While a handful of scrappy distant cousins of the great station wagons of the seventies remain today, these vehicles as a species have all but vanished from our roads. But for those of us who spent countless hours of our childhoods queasily staring the wrong way down the highway, station wagons will be remembered for far more than fake wood paneling. They’ll be remembered as the vehicles that led us on many genuinely fun adventures.

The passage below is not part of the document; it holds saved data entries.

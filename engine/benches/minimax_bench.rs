use criterion::{Criterion, criterion_group, criterion_main};
use tictactoe_engine::{Board, Difficulty, Mark, Outcome, calculate_move, evaluate};

fn bench_minimax_empty_board(c: &mut Criterion) {
    c.bench_function("minimax_3x3_opening_move", |b| {
        b.iter(|| {
            let mut board = Board::new(3);
            calculate_move(Difficulty::Minimax, &mut board, Mark::X, Mark::O)
        });
    });
}

fn bench_minimax_mid_game(c: &mut Criterion) {
    c.bench_function("minimax_3x3_midgame_move", |b| {
        let mut board = Board::new(3);
        let moves = [
            (1, 1, Mark::X),
            (0, 0, Mark::O),
            (2, 0, Mark::X),
            (0, 2, Mark::O),
        ];
        for (row, col, mark) in moves {
            board.set(row, col, mark).unwrap();
        }

        b.iter(|| {
            let mut board = board.clone();
            calculate_move(Difficulty::Minimax, &mut board, Mark::X, Mark::O)
        });
    });
}

fn bench_minimax_self_play(c: &mut Criterion) {
    c.bench_function("minimax_3x3_full_self_play", |b| {
        b.iter(|| {
            let mut board = Board::new(3);
            let mut current = Mark::X;

            while evaluate(&board) == Outcome::Ongoing {
                let opponent = current.opponent().unwrap();
                let pos = calculate_move(Difficulty::Minimax, &mut board, current, opponent)
                    .expect("ongoing game has moves");
                board.set(pos.row, pos.col, current).unwrap();
                current = opponent;
            }

            board
        });
    });
}

criterion_group!(
    benches,
    bench_minimax_empty_board,
    bench_minimax_mid_game,
    bench_minimax_self_play
);
criterion_main!(benches);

Being able to recognize that a subtle call went out to the most reliable voting bloc—those that remember when America was the land of limitless highway adventures—is not something I would have recognized before this book. “Station Wagon” elicits no Proustian madeleine memory hole for me, but the book did send me tumbling into my own long-forgotten past in one other way. While discussing the “word’s largest” type of roadside attraction, something caught my eye. “...[W]hile a lumber store in Binghamton, New York, boasted of building the World’s Largest Ladderback Chair…”. Yes, Pa’s Woodshed can in fact be seen off the highway, and the weirdly-specific technicality of not being the “World’s Largest Chair,” but the “World’s Largest Ladderback Chair” is very Binghamton. This is a local oddity that I have spotted from the highway hundreds, if not thousands, of times. In fact, it is the subject of my very own youthful anecdote, pulled from the annals of Dinaburg history that still draws a laugh at every family reunion. For you see, the world’s Largest Ladderback Chair was the punchline of the very first joke I ever created:

“Knock Knock.”

“Who’s There?”

“Pear?”

“Pear Who?”

“Pear big chair!”


Perhaps it is pair and not pear, though who can truly say, as this is the first time the joke has made the leap from oral to written permanence. The meaning, as well as homophony, is well and truly lost to the vicissitudes of time. It’s a big chair. Or, at least, it was. Asking friends and family to send me a photo of the landmark chair has led me to discover it burned down eight years ago, in what was classified as arson. Nothing but intrigue at “The World’s Largest Pile of Ashes from a Ladderback Chair!”

I don’t know if anyone ever came to Binghamton, New York solely for the pear big chair, but, well, if Pull Over! taught me anything, it’s that people have driven farther to see less.